Claiming your text-to-SQL system "works well" without rigorous evaluation is meaningless. Two systems that feel similar in casual testing might differ by 20% in accuracy on edge cases. Benchmarks give you objective measurements to compare models, track improvements, and identify weaknesses.

The text-to-SQL community has developed standardized benchmarks that test across hundreds of databases and thousands of question-query pairs. Understanding these benchmarks — and knowing when to build your own — is essential for production systems.

## The Spider Benchmark

Spider is the most widely used text-to-SQL benchmark. It contains 10,181 questions across 200 databases covering 138 domains. Questions are categorized by difficulty: easy (single table, no aggregation), medium (joins, grouping), hard (subqueries, set operations), and extra hard (nested queries, multiple conditions).

```mermaid
flowchart LR
    PR(["PR opened"])
    UNIT["Unit tests"]
    EVAL["Eval harness
PromptFoo or Braintrust"]
    GOLD[("Golden set
200 tagged cases")]
    JUDGE["LLM as judge
plus regex graders"]
    SCORE["Aggregate score
and per slice"]
    GATE{"Score regress
more than 2 percent?"}
    BLOCK(["Block merge"])
    MERGE(["Merge to main"])
    PR --> UNIT --> EVAL --> GOLD --> JUDGE --> SCORE --> GATE
    GATE -->|Yes| BLOCK
    GATE -->|No| MERGE
    style EVAL fill:#4f46e5,stroke:#4338ca,color:#fff
    style GATE fill:#f59e0b,stroke:#d97706,color:#1f2937
    style BLOCK fill:#dc2626,stroke:#b91c1c,color:#fff
    style MERGE fill:#059669,stroke:#047857,color:#fff
```

Key characteristics:

- **Cross-database evaluation** — the test set uses databases not seen during training
- **SQL complexity levels** — from simple SELECT to multi-level nested queries
- **Multiple valid SQL representations** — the same question might have several correct SQL formulations

```python
# Example Spider dataset entry
spider_example = {
    "db_id": "concert_singer",
    "question": "How many singers do we have?",
    "query": "SELECT count(*) FROM singer",
    "difficulty": "easy",
}
```

## The BIRD Benchmark

BIRD (BIg Bench for LaRge-scale Database Grounded Text-to-SQL Evaluation) addresses limitations in Spider by using real-world databases with messy data, requiring external knowledge, and including value-based questions.

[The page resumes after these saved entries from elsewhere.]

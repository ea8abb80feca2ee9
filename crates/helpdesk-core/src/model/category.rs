//! Ticket categorization tags.

use chrono::{DateTime, Utc};
use serde::Serialize;

use crate::model::ids::CategoryId;

/// A named tag referenced by zero or more tickets.
///
/// Names are unique within the registry; listing order is creation order.
#[derive(Debug, Clone, PartialEq, Eq, Serialize)]
pub struct Category {
    pub id: CategoryId,
    pub name: String,
    pub created_at: DateTime<Utc>,
}
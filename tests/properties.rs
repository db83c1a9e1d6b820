use piece_trie::{PushPiece, StringTrie, Trie, VecTrie};
use quickcheck::{empty_shrinker, Arbitrary, Gen, TestResult};
use quickcheck_macros::quickcheck;
use std::collections::BTreeMap;

/// A short key over a tiny alphabet, so random keys share prefixes often.
#[derive(Debug, Clone, PartialEq, Eq, PartialOrd, Ord)]
struct SmallKey(Vec<u8>);

impl Arbitrary for SmallKey {
    fn arbitrary(g: &mut Gen) -> Self {
        let len = usize::arbitrary(g) % 6;
        SmallKey((0..len).map(|_| u8::arbitrary(g) % 4).collect())
    }

    fn shrink(&self) -> Box<dyn Iterator<Item = Self>> {
        Box::new(self.0.shrink().map(SmallKey))
    }
}

#[derive(Debug, Clone, Copy)]
enum Op {
    Emplace,
    Insert,
    Erase,
    Get,
}

impl Arbitrary for Op {
    fn arbitrary(g: &mut Gen) -> Self {
        *g.choose(&[Op::Emplace, Op::Insert, Op::Erase, Op::Get])
            .unwrap_or(&Op::Get)
    }

    fn shrink(&self) -> Box<dyn Iterator<Item = Self>> {
        empty_shrinker()
    }
}

#[derive(Debug, Clone)]
struct Action {
    op: Op,
    key: SmallKey,
    value: u16,
}

impl Arbitrary for Action {
    fn arbitrary(g: &mut Gen) -> Self {
        Action {
            op: Op::arbitrary(g),
            key: SmallKey::arbitrary(g),
            value: u16::arbitrary(g),
        }
    }

    fn shrink(&self) -> Box<dyn Iterator<Item = Self>> {
        let (op, value) = (self.op, self.value);
        Box::new(self.key.shrink().map(move |key| Action { op, key, value }))
    }
}

fn apply(trie: &mut VecTrie<u8, u16>, oracle: &mut BTreeMap<Vec<u8>, u16>, action: &Action) {
    let key = &action.key.0;
    match action.op {
        Op::Emplace => {
            let (_, inserted) = trie.emplace(key, action.value);
            assert_eq!(inserted, !oracle.contains_key(key));
            oracle.entry(key.clone()).or_insert(action.value);
        }
        Op::Insert => {
            assert_eq!(
                trie.insert(key, action.value),
                oracle.insert(key.clone(), action.value)
            );
        }
        Op::Erase => assert_eq!(trie.erase(key), oracle.remove(key)),
        Op::Get => assert_eq!(trie.get(key), oracle.get(key)),
    }
}

#[quickcheck]
fn prop_matches_btree_map(actions: Vec<Action>) -> bool {
    let mut trie = Trie::new(PushPiece);
    let mut oracle = BTreeMap::new();
    for action in &actions {
        apply(&mut trie, &mut oracle, action);
        assert_eq!(trie.len(), oracle.len());
    }
    trie.iter().eq(oracle.iter().map(|(k, v)| (k.clone(), v)))
}

#[quickcheck]
fn prop_iteration_is_ascending(keys: Vec<String>) -> bool {
    let trie: StringTrie<()> = keys.into_iter().map(|key| (key, ())).collect();
    let collected: Vec<String> = trie.keys().collect();
    collected.windows(2).all(|pair| pair[0] < pair[1])
}

#[quickcheck]
fn prop_iteration_is_deterministic(keys: Vec<SmallKey>) -> bool {
    let trie: VecTrie<u8, usize> = keys
        .into_iter()
        .enumerate()
        .map(|(i, key)| (key.0, i))
        .collect();
    trie.iter().eq(trie.iter())
}

#[quickcheck]
fn prop_reverse_iteration_mirrors_forward(keys: Vec<SmallKey>) -> bool {
    let trie: VecTrie<u8, ()> = keys.into_iter().map(|key| (key.0, ())).collect();
    let mut forward: Vec<Vec<u8>> = trie.keys().collect();
    let backward: Vec<Vec<u8>> = trie.keys().rev().collect();
    forward.reverse();
    forward == backward
}

#[quickcheck]
fn prop_prefix_and_extension_coexist(key: SmallKey, extension: SmallKey) -> TestResult {
    if extension.0.is_empty() {
        return TestResult::discard();
    }
    let mut longer = key.0.clone();
    longer.extend(&extension.0);

    let mut trie: VecTrie<u8, u8> = Trie::new(PushPiece);
    trie.emplace(&key.0, 1);
    trie.emplace(&longer, 2);

    let both = trie.get(&key.0) == Some(&1) && trie.get(&longer) == Some(&2);
    trie.erase(&key.0);
    let longer_survives = trie.get(&longer) == Some(&2) && trie.get(&key.0).is_none();
    TestResult::from_bool(both && longer_survives)
}

#[quickcheck]
fn prop_erase_everything_leaves_empty(keys: Vec<SmallKey>) -> bool {
    let mut trie: VecTrie<u8, ()> = keys.iter().map(|key| (key.0.clone(), ())).collect();
    for key in &keys {
        trie.erase(&key.0);
    }
    trie.is_empty() && trie.iter().next().is_none() && trie.begin() == trie.end()
}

Key differences from Spider:

- **Dirty data** — databases contain NULLs, inconsistent formats, and realistic noise
- **External knowledge** — some questions require understanding domain conventions (e.g., "fiscal year starts in April")
- **Larger databases** — tables with millions of rows where query efficiency matters

## Evaluation Metrics

**Exact Match Accuracy (EM)** compares the predicted SQL string to the reference SQL. This is too strict — `SELECT name FROM users` and `SELECT users.name FROM users` are both correct but do not match.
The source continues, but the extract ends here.